How Much Carbon monoxide is in Fomalhaut's Protoplanetary Disk?

CO mass upper limits in the Fomalhaut ring - the importance of NLTE excitation in debris discs and future prospects with ALMA

Authors:

Matrà et al

Abstract:

In recent years, gas has been observed in an increasing number of debris discs, though its nature remains to be determined. Here, we analyse CO molecular excitation in optically thin debris discs, and search ALMA Cycle-0 data for CO J=3-2 emission in the Fomalhaut ring. No significant line emission is observed; we set a 3-σ upper limit on the integrated line flux of 0.16 Jy km s−1. We show a significant dependency of the CO excitation on the density of collisional partners n, on the gas kinetic temperature Tk and on the ambient radiation field J, suggesting that assumptions widely used for protoplanetary discs (e.g. LTE) do not necessarily apply to their low density debris counterparts.

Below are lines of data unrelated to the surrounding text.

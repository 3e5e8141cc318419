use axum::{routing::get, Json, Router};
use serde_json::{json, Value};

use crate::state::AppState;

/// GET / -- self-describing endpoint listing.
async fn index() -> Json<Value> {
    Json(json!({
        "name": "Player Search API",
        "version": env!("CARGO_PKG_VERSION"),
        "endpoints": {
            "GET /health": "Health check",
            "GET /api/search?name=<player_name>&max=<number>": "Search for players (returns JSON)",
            "GET /api/export?name=<player_name>&max=<number>": "Export players as CSV",
            "POST /api/search-and-save": "Search and save CSV to disk (body: {name, max})",
            "GET /api/files": "List available CSV files",
            "GET /api/file/{filename}": "Download specific CSV file",
            "GET /data/{filename}": "Serve CSV file directly"
        },
        "example": {
            "search": "GET /api/search?name=Smith&max=10",
            "export": "GET /api/export?name=Smith&max=50",
            "files": "GET /api/files"
        }
    }))
}

pub fn router() -> Router<AppState> {
    Router::new().route("/", get(index))
}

When applied to the Fomalhaut ring, we consider a primordial origin scenario where H2 dominates collisional excitation of CO, and a secondary origin scenario dominated by e− and H2O. In either scenario, we obtain a strict upper limit on the CO mass of 4.9 × 10−4 M⊕. This arises in the non-LTE regime, where the excitation of the molecule is determined solely by the well-known radiation field. In the secondary scenario, assuming any CO present to be in steady state allows us to set an upper limit of ∼55% on the CO/H2O ice ratio in the parent planetesimals. This could drop to ∼3% if LTE applies, covering the range observed in Solar System comets (0.4-30%). Finally, in light of our analysis, we present prospects for CO detection and characterisation in debris discs with ALMA.